### Exercise brief
For each line of the data below, copy it if it holds the word "SessionClosed".

Stored dataset items:
────────

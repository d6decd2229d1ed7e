//! Transaction checkpoints for sessions interrupted by a power cut.
//!
//! After a restart the supervisor calls [`TransactionCheckpoints::begin_recovery`].
//! Every session it returns is locked until the operator resumes or
//! discards it through [`TransactionCheckpoints::mark_recovered`].

use chrono::{DateTime, Utc};
use std::collections::HashSet;
use std::sync::Arc;
use tokio::sync::RwLock;
use tracing::{debug, error, info};

use meridian_core::{TransactionCheckpoint, TransactionSnapshot};
use meridian_db::{Database, TransactionCheckpointRepository};

use crate::error::{SyncError, SyncResult};
use crate::notify::{Notification, Notifier};
use crate::safe_mode::AdmissionGate;

#[derive(Clone)]
pub struct TransactionCheckpoints {
    terminal_id: String,
    repo: TransactionCheckpointRepository,
    gate: AdmissionGate,
    retention: chrono::Duration,
    /// Sessions found at startup and not yet resumed or discarded.
    awaiting: Arc<RwLock<HashSet<String>>>,
    notifier: Arc<dyn Notifier>,
}

impl TransactionCheckpoints {
    pub fn new(
        terminal_id: impl Into<String>,
        db: &Database,
        gate: AdmissionGate,
        retention: chrono::Duration,
        notifier: Arc<dyn Notifier>,
    ) -> Self {
        TransactionCheckpoints {
            terminal_id: terminal_id.into(),
            repo: db.transaction_checkpoints(),
            gate,
            retention,
            awaiting: Arc::new(RwLock::new(HashSet::new())),
            notifier,
        }
    }

    /// Auto-saves a session. Returns the new save count.
    ///
    /// ## Errors
    /// - `RecoveryRequired` while the session awaits a recovery decision
    /// - `SafeModeActive` for a new session during safe mode
    /// - `SessionClosed` once the session was completed or discarded
    /// - `CheckpointWriteFailure` when storage fails
    pub async fn save(
        &self,
        session_id: &str,
        snapshot: &TransactionSnapshot,
        last_action: &str,
    ) -> SyncResult<i64> {
        if self.awaiting.read().await.contains(session_id) {
            return Err(SyncError::RecoveryRequired {
                session_id: session_id.to_string(),
            });
        }

        if self.gate.is_safe_mode_active() {
            let existing = self
                .repo
                .get(&self.terminal_id, session_id)
                .await
                .map_err(|e| self.write_failure(session_id, e))?;
            if existing.is_none() {
                return Err(SyncError::SafeModeActive);
            }
        }

        let now = Utc::now();
        let saved = self
            .repo
            .save(
                &self.terminal_id,
                session_id,
                snapshot,
                last_action,
                now,
                now + self.retention,
            )
            .await
            .map_err(|e| self.write_failure(session_id, e))?;

        match saved {
            Some(count) => {
                debug!(session_id, last_action, count, "Checkpoint saved");
                Ok(count)
            }
            None => Err(SyncError::SessionClosed(session_id.to_string())),
        }
    }

    fn write_failure(&self, session_id: &str, err: meridian_db::DbError) -> SyncError {
        error!(terminal_id = %self.terminal_id, session_id, error = %err, "Checkpoint write failed");
        SyncError::CheckpointWriteFailure {
            session_id: session_id.to_string(),
            reason: err.to_string(),
        }
    }

    pub async fn get(&self, session_id: &str) -> SyncResult<Option<TransactionCheckpoint>> {
        Ok(self.repo.get(&self.terminal_id, session_id).await?)
    }

    /// Active checkpoints nobody has tried to recover yet.
    pub async fn list_pending(&self) -> SyncResult<Vec<TransactionCheckpoint>> {
        Ok(self.repo.list_pending(&self.terminal_id).await?)
    }

    /// Locks every pending session until a recovery decision is made.
    pub async fn begin_recovery(&self) -> SyncResult<Vec<TransactionCheckpoint>> {
        let pending = self.list_pending().await?;

        {
            let mut awaiting = self.awaiting.write().await;
            awaiting.extend(pending.iter().map(|c| c.session_id.clone()));
        }

        if !pending.is_empty() {
            info!(count = pending.len(), "Interrupted transactions found");
            self.notifier.notify(&Notification::RecoveryPending {
                count: pending.len(),
            });
        }
        Ok(pending)
    }

    pub async fn awaiting_recovery(&self) -> Vec<String> {
        let mut ids: Vec<String> = self.awaiting.read().await.iter().cloned().collect();
        ids.sort();
        ids
    }

    /// Resume (`successful = true`) or discard a session.
    pub async fn mark_recovered(
        &self,
        session_id: &str,
        successful: bool,
        notes: Option<&str>,
    ) -> SyncResult<bool> {
        let updated = self
            .repo
            .mark_recovered(&self.terminal_id, session_id, successful, notes, Utc::now())
            .await?;

        self.awaiting.write().await.remove(session_id);

        if updated {
            info!(session_id, successful, "Checkpoint recovery recorded");
        }
        Ok(updated)
    }

    pub async fn complete(&self, session_id: &str) -> SyncResult<bool> {
        let completed = self
            .repo
            .complete(&self.terminal_id, session_id, Utc::now())
            .await?;
        self.awaiting.write().await.remove(session_id);
        Ok(completed)
    }

    pub async fn count_active(&self) -> SyncResult<i64> {
        Ok(self.repo.count_active(&self.terminal_id).await?)
    }

    /// Purges finished checkpoints older than the retention period.
    pub async fn sweep(&self, now: DateTime<Utc>) -> SyncResult<u64> {
        let purged = self.repo.purge_closed(now - self.retention).await?;
        if purged > 0 {
            info!(purged, "Swept finished checkpoints");
        }
        Ok(purged)
    }
}

#[cfg(test)]
mod tests {
    use super::*;
    use crate::safe_mode::{SafeModeController, TracingSink};
    use crate::testing::{memory_db, RecordingNotifier};
    use meridian_core::{CheckpointState, PowerState};
    use meridian_core::journal::SaleLine;

    fn sale(step: &str) -> TransactionSnapshot {
        TransactionSnapshot::Sale {
            lines: vec![SaleLine {
                product_id: "p-1".into(),
                quantity: 2,
                unit_price_cents: 350,
            }],
            customer_id: None,
            tendered_cents: 0,
            step: step.into(),
        }
    }

    struct Fixture {
        db: Database,
        safe_mode: SafeModeController,
        notifier: Arc<RecordingNotifier>,
        checkpoints: TransactionCheckpoints,
    }

    async fn fixture() -> Fixture {
        let db = memory_db().await;
        let notifier = Arc::new(RecordingNotifier::default());
        let safe_mode =
            SafeModeController::new("TERM-A", &db, Arc::new(TracingSink), notifier.clone());
        let checkpoints = TransactionCheckpoints::new(
            "TERM-A",
            &db,
            safe_mode.gate(),
            chrono::Duration::hours(48),
            notifier.clone(),
        );
        Fixture {
            db,
            safe_mode,
            notifier,
            checkpoints,
        }
    }

    #[tokio::test]
    async fn test_save_increments_auto_save_count() {
        let f = fixture().await;
        assert_eq!(f.checkpoints.save("s-1", &sale("scanning"), "scan").await.unwrap(), 1);
        assert_eq!(f.checkpoints.save("s-1", &sale("payment"), "tender").await.unwrap(), 2);

        let saved = f.checkpoints.get("s-1").await.unwrap().unwrap();
        assert_eq!(saved.last_action, "tender");
        assert_eq!(saved.snapshot, sale("payment"));
        assert_eq!(saved.state, CheckpointState::Active);
    }

    #[tokio::test]
    async fn test_safe_mode_refuses_only_new_sessions() {
        let f = fixture().await;
        f.checkpoints.save("s-1", &sale("scanning"), "scan").await.unwrap();
        f.safe_mode.on_power_state(PowerState::Critical).await.unwrap();

        // In-flight sale keeps checkpointing
        assert_eq!(f.checkpoints.save("s-1", &sale("payment"), "tender").await.unwrap(), 2);
        assert!(matches!(
            f.checkpoints.save("s-2", &sale("scanning"), "scan").await,
            Err(SyncError::SafeModeActive)
        ));
        assert!(f.checkpoints.get("s-2").await.unwrap().is_none());
    }

    #[tokio::test]
    async fn test_recovery_gates_interrupted_sessions() {
        let f = fixture().await;
        f.checkpoints.save("s-1", &sale("payment"), "tender").await.unwrap();
        f.checkpoints.save("s-2", &sale("scanning"), "scan").await.unwrap();

        // Restart: a fresh service over the same database
        let restarted = TransactionCheckpoints::new(
            "TERM-A",
            &f.db,
            f.safe_mode.gate(),
            chrono::Duration::hours(48),
            f.notifier.clone(),
        );
        let pending = restarted.begin_recovery().await.unwrap();
        assert_eq!(pending.len(), 2);
        assert!(f
            .notifier
            .events()
            .contains(&Notification::RecoveryPending { count: 2 }));
        assert_eq!(restarted.awaiting_recovery().await, vec!["s-1", "s-2"]);

        assert!(matches!(
            restarted.save("s-1", &sale("payment"), "tender").await,
            Err(SyncError::RecoveryRequired { .. })
        ));

        // Resume s-1, discard s-2
        assert!(restarted.mark_recovered("s-1", true, Some("resumed")).await.unwrap());
        assert!(restarted.mark_recovered("s-2", false, None).await.unwrap());
        assert!(restarted.awaiting_recovery().await.is_empty());

        assert_eq!(restarted.save("s-1", &sale("paid"), "tender").await.unwrap(), 2);
        assert!(matches!(
            restarted.save("s-2", &sale("scanning"), "scan").await,
            Err(SyncError::SessionClosed(_))
        ));

        // s-1 was already offered once
        assert!(restarted.list_pending().await.unwrap().is_empty());
    }

    #[tokio::test]
    async fn test_sweep_keeps_active_checkpoints() {
        let f = fixture().await;
        f.checkpoints.save("s-open", &sale("scanning"), "scan").await.unwrap();
        f.checkpoints.save("s-done", &sale("paid"), "tender").await.unwrap();
        assert!(f.checkpoints.complete("s-done").await.unwrap());

        // Nothing is old enough yet
        assert_eq!(f.checkpoints.sweep(Utc::now()).await.unwrap(), 0);

        let later = Utc::now() + chrono::Duration::hours(49);
        assert_eq!(f.checkpoints.sweep(later).await.unwrap(), 1);
        assert!(f.checkpoints.get("s-done").await.unwrap().is_none());
        assert!(f.checkpoints.get("s-open").await.unwrap().is_some());
        assert_eq!(f.checkpoints.count_active().await.unwrap(), 1);
    }
}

────────

### Reply to the exercise
    /// - `SessionClosed` once the session was completed or discarded
            None => Err(SyncError::SessionClosed(session_id.to_string())),
            Err(SyncError::SessionClosed(_))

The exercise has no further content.